▸ What is required
Needed from the data below: every line from the one with "use nalgebra::Point3;" up to and including the one with "s.lower_height.point_at(t), epsilon = 1e-9);", repeated exactly and with nothing else.

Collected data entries
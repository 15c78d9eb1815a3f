//! Storage bootstrap probe.
//!
//! # Responsibility
//! - Resolve configuration from the environment, start logging and open
//!   the selected repository backend.
//! - Seed the built-in countries and print one line per collection.
//!
//! Exit code 2 means the configuration or the backend was rejected.

use hbnb_core::{
    core_version, default_log_level, init_logging, populate_countries, AppConfig, EntityKind,
    LogTarget, RepositoryManager,
};
use log::error;
use std::process::ExitCode;

fn main() -> ExitCode {
    let config = match AppConfig::from_env() {
        Ok(config) => config,
        Err(err) => {
            eprintln!("hbnb: {err}");
            return ExitCode::from(2);
        }
    };

    let level = config
        .log_level
        .clone()
        .unwrap_or_else(|| default_log_level().to_string());
    if let Err(err) = init_logging(&level, LogTarget::from_dir(config.log_dir.clone())) {
        eprintln!("hbnb: logging disabled: {err}");
    }

    let manager = match RepositoryManager::from_config(&config.storage) {
        Ok(manager) => manager,
        Err(err) => {
            eprintln!("hbnb: {err}");
            return ExitCode::from(2);
        }
    };

    if let Err(err) = populate_countries(&manager) {
        error!("event=seed_countries module=cli status=error error={err}");
        eprintln!("hbnb: seeding failed: {err}");
        return ExitCode::FAILURE;
    }

    println!("hbnb_core version={}", core_version());
    println!("repository={}", manager.kind());
    for kind in EntityKind::ALL {
        match manager.get_all(kind) {
            Ok(records) => println!("{kind} count={}", records.len()),
            Err(err) => {
                eprintln!("hbnb: failed to list {kind}: {err}");
                return ExitCode::FAILURE;
            }
        }
    }
    ExitCode::SUCCESS
}
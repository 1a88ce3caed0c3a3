//! Rover wheels: an undistorted cylindrical design space, the mapper that bends it
//! into the wheel's curved shape, and the generators that fill it.
//!
//! Design-space convention: a point at radius `r`, polar angle `phi` and axial
//! position `z` has length ratio `(r - hub) / (outer - hub)` and height ratio
//! `z / width`. Both ratios run over `[0, 1]` inside the wheel.

pub mod assembly;
pub mod contour;
pub mod elements;
pub mod layer;
pub mod random;
pub mod recipe;
pub mod space;
pub mod tread;

pub use assembly::{BuildStage, Wheel, WheelAssembler, assemble};
pub use contour::{ContourProfile, ContourSettings, ContourSplit, Lens};
pub use elements::{Combine, WheelElements};
pub use random::{RandomWheel, RandomWheelConfig};
pub use recipe::{ElementSpec, LayerSpec, Preset, TreadMode, TreadSpec, WheelRecipe};
pub use space::{BoundarySpines, DesignSpace, WheelSpace};
pub use tread::{TREAD_REFERENCE_RADIUS, TreadPattern, TreadPatternKind, WheelTread};

use crate::errors::WheelError;
use crate::float_types::Real;
use serde::{Deserialize, Serialize};

/// Overall wheel dimensions in mm.
#[derive(Debug, Clone, Copy, PartialEq, Serialize, Deserialize)]
pub struct WheelParams {
    pub hub_radius: Real,
    pub outer_radius: Real,
    /// Reference width of the design space along the axis.
    pub width: Real,
}

impl WheelParams {
    pub fn new(hub_radius: Real, outer_radius: Real, width: Real) -> Result<Self, WheelError> {
        let params = Self {
            hub_radius,
            outer_radius,
            width,
        };
        params.validate()?;
        Ok(params)
    }

    /// Checks `0 < hub < outer` and `width > 0`.
    pub fn validate(&self) -> Result<(), WheelError> {
        let finite = [self.hub_radius, self.outer_radius, self.width]
            .iter()
            .all(|v| v.is_finite());
        if !finite || self.hub_radius <= 0.0 || self.hub_radius >= self.outer_radius {
            return Err(WheelError::InvalidParameters(format!(
                "need 0 < hub radius < outer radius, got hub {} and outer {}",
                self.hub_radius, self.outer_radius
            )));
        }
        if self.width <= 0.0 {
            return Err(WheelError::InvalidParameters(format!(
                "width must be positive, got {}",
                self.width
            )));
        }
        Ok(())
    }

    /// Radial extent `outer - hub`.
    pub fn span(&self) -> Real {
        self.outer_radius - self.hub_radius
    }

    /// Design-space radius at `length_ratio`.
    pub fn radius_at(&self, length_ratio: Real) -> Real {
        self.hub_radius + length_ratio * self.span()
    }
}

/// Radial band `[start, end]` of the wheel, in length ratios.
#[derive(Debug, Clone, Copy, PartialEq)]
pub struct WheelLayer {
    params: WheelParams,
    start: Real,
    end: Real,
}

impl WheelLayer {
    pub fn new(params: WheelParams, start: Real, end: Real) -> Result<Self, WheelError> {
        if !(0.0..=1.0).contains(&start) || !(0.0..=1.0).contains(&end) || start >= end {
            return Err(WheelError::InvalidLayerBounds { start, end });
        }
        Ok(Self { params, start, end })
    }

    pub fn params(&self) -> &WheelParams {
        &self.params
    }

    pub fn start(&self) -> Real {
        self.start
    }

    pub fn end(&self) -> Real {
        self.end
    }

    pub fn inner_radius(&self) -> Real {
        self.params.radius_at(self.start)
    }

    pub fn outer_radius(&self) -> Real {
        self.params.radius_at(self.end)
    }

    pub fn mid_radius(&self) -> Real {
        0.5 * (self.inner_radius() + self.outer_radius())
    }

    /// Radial thickness of the band.
    pub fn range(&self) -> Real {
        self.outer_radius() - self.inner_radius()
    }
}

#[cfg(test)]
mod tests {
    use super::*;
    use approx::assert_relative_eq;

    #[test]
    fn params_reject_inverted_radii() {
        assert!(WheelParams::new(30.0, 120.0, 60.0).is_ok());
        assert!(matches!(
            WheelParams::new(120.0, 30.0, 60.0),
            Err(WheelError::InvalidParameters(_))
        ));
        assert!(WheelParams::new(0.0, 30.0, 60.0).is_err());
        assert!(WheelParams::new(10.0, 30.0, 0.0).is_err());
    }

    #[test]
    fn layer_bounds_are_checked() {
        let p = WheelParams::new(30.0, 120.0, 60.0).unwrap();
        assert!(matches!(
            WheelLayer::new(p, 0.5, 0.5),
            Err(WheelError::InvalidLayerBounds { .. })
        ));
        assert!(WheelLayer::new(p, -0.1, 0.5).is_err());
        assert!(WheelLayer::new(p, 0.2, 1.1).is_err());

        let layer = WheelLayer::new(p, 0.2, 0.6).unwrap();
        assert_relative_eq!(layer.inner_radius(), 48.0);
        assert_relative_eq!(layer.outer_radius(), 84.0);
        assert_relative_eq!(layer.mid_radius(), 66.0);
        assert_relative_eq!(layer.range(), 36.0);
    }
}
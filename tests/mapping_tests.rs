mod support;

use approx::assert_relative_eq;
use nalgebra::Point3;
use roverwheel::{
    float_types::{PI, Real},
    polar,
    traits::CoordinateTransform,
    wheel::{ContourProfile, ContourSettings, WheelParams, WheelSpace},
};
use support::{distance, reference_space};

fn spaces() -> Vec<WheelSpace> {
    let mut spaces = vec![reference_space()];
    for (hub_ratio, round_ratio) in [(0.4, 0.5), (0.9, 0.9), (0.7, 0.55)] {
        spaces.push(
            WheelSpace::from_profile(
                WheelParams::new(45.0, 90.0, 80.0).unwrap(),
                &ContourProfile {
                    hub_ratio,
                    round_ratio,
                },
                &ContourSettings::default(),
            )
            .unwrap(),
        );
    }
    spaces
}

#[test]
fn edges_of_the_design_square_land_on_the_spines() {
    for space in spaces() {
        let s = space.spines();
        for i in 0..=20 {
            let t = i as Real / 20.0;
            assert_relative_eq!(space.inner_point(t, 0.0), s.inner_radius.point_at(t), epsilon = 1e-9);
            assert_relative_eq!(space.inner_point(t, 1.0), s.outer_radius.point_at(t), epsilon = 1e-9);
            assert_relative_eq!(space.inner_point(0.0, t), s.lower_height.point_at(t), epsilon = 1e-9);
            assert_relative_eq!(space.inner_point(1.0, t), s.upper_height.point_at(t), epsilon = 1e-9);
        }
    }
}

#[test]
fn rotation_about_the_axis_commutes_with_the_mapping() {
    let space = reference_space();
    let params = *space.params();
    for &(r, z) in &[(30.0, 0.0), (55.0, 12.0), (100.0, 60.0), (120.0, 31.0)] {
        let p = polar::cyl_point(r, 0.3, z);
        let mapped = space.transform(p);
        for phi in [-2.5, -PI / 3.0, 0.1, 1.0, 2.9] {
            let rotated_then_mapped = space.transform(polar::rotate_z(&p, phi));
            let mapped_then_rotated = polar::rotate_z(&mapped, phi);
            assert!(
                distance(&rotated_then_mapped, &mapped_then_rotated) < 1e-9,
                "r {r}, z {z}, phi {phi} in a wheel of {params:?}"
            );
        }
    }
}

#[test]
fn mapped_wheel_stays_inside_its_contour() {
    let space = reference_space();
    for i in 0..=10 {
        for j in 0..=10 {
            let l = i as Real / 10.0;
            let h = j as Real / 10.0;
            let p = space.inner_point(h, l);
            assert!(p.x >= 30.0 - 1e-6 && p.x <= 120.0 + 1e-6, "radius {} at ({h}, {l})", p.x);
            assert!(p.z.abs() <= 60.0 + 1e-6);
        }
    }
}

#[test]
fn spines_have_monotone_arc_length() {
    for space in spaces() {
        let s = space.spines();
        for spine in [&s.upper_height, &s.lower_height, &s.inner_radius, &s.outer_radius] {
            assert!(spine.arc_lengths().windows(2).all(|w| w[0] <= w[1]));
            let mut previous: Option<Point3<Real>> = None;
            for i in 0..=200 {
                let p = spine.point_at(i as Real / 200.0);
                if let Some(q) = previous {
                    // neighbouring samples are close: no jumps
                    assert!(distance(&p, &q) <= spine.total_length() / 200.0 * 1.5 + 1e-9);
                }
                previous = Some(p);
            }
        }
    }
}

▸ Response below
use nalgebra::Point3;
use roverwheel::{
    float_types::{PI, Real},
    polar,
    traits::CoordinateTransform,
    wheel::{ContourProfile, ContourSettings, WheelParams, WheelSpace},
};
use support::{distance, reference_space};

fn spaces() -> Vec<WheelSpace> {
    let mut spaces = vec![reference_space()];
    for (hub_ratio, round_ratio) in [(0.4, 0.5), (0.9, 0.9), (0.7, 0.55)] {
        spaces.push(
            WheelSpace::from_profile(
                WheelParams::new(45.0, 90.0, 80.0).unwrap(),
                &ContourProfile {
                    hub_ratio,
                    round_ratio,
                },
                &ContourSettings::default(),
            )
            .unwrap(),
        );
    }
    spaces
}

#[test]
fn edges_of_the_design_square_land_on_the_spines() {
    for space in spaces() {
        let s = space.spines();
        for i in 0..=20 {
            let t = i as Real / 20.0;
            assert_relative_eq!(space.inner_point(t, 0.0), s.inner_radius.point_at(t), epsilon = 1e-9);
            assert_relative_eq!(space.inner_point(t, 1.0), s.outer_radius.point_at(t), epsilon = 1e-9);
            assert_relative_eq!(space.inner_point(0.0, t), s.lower_height.point_at(t), epsilon = 1e-9);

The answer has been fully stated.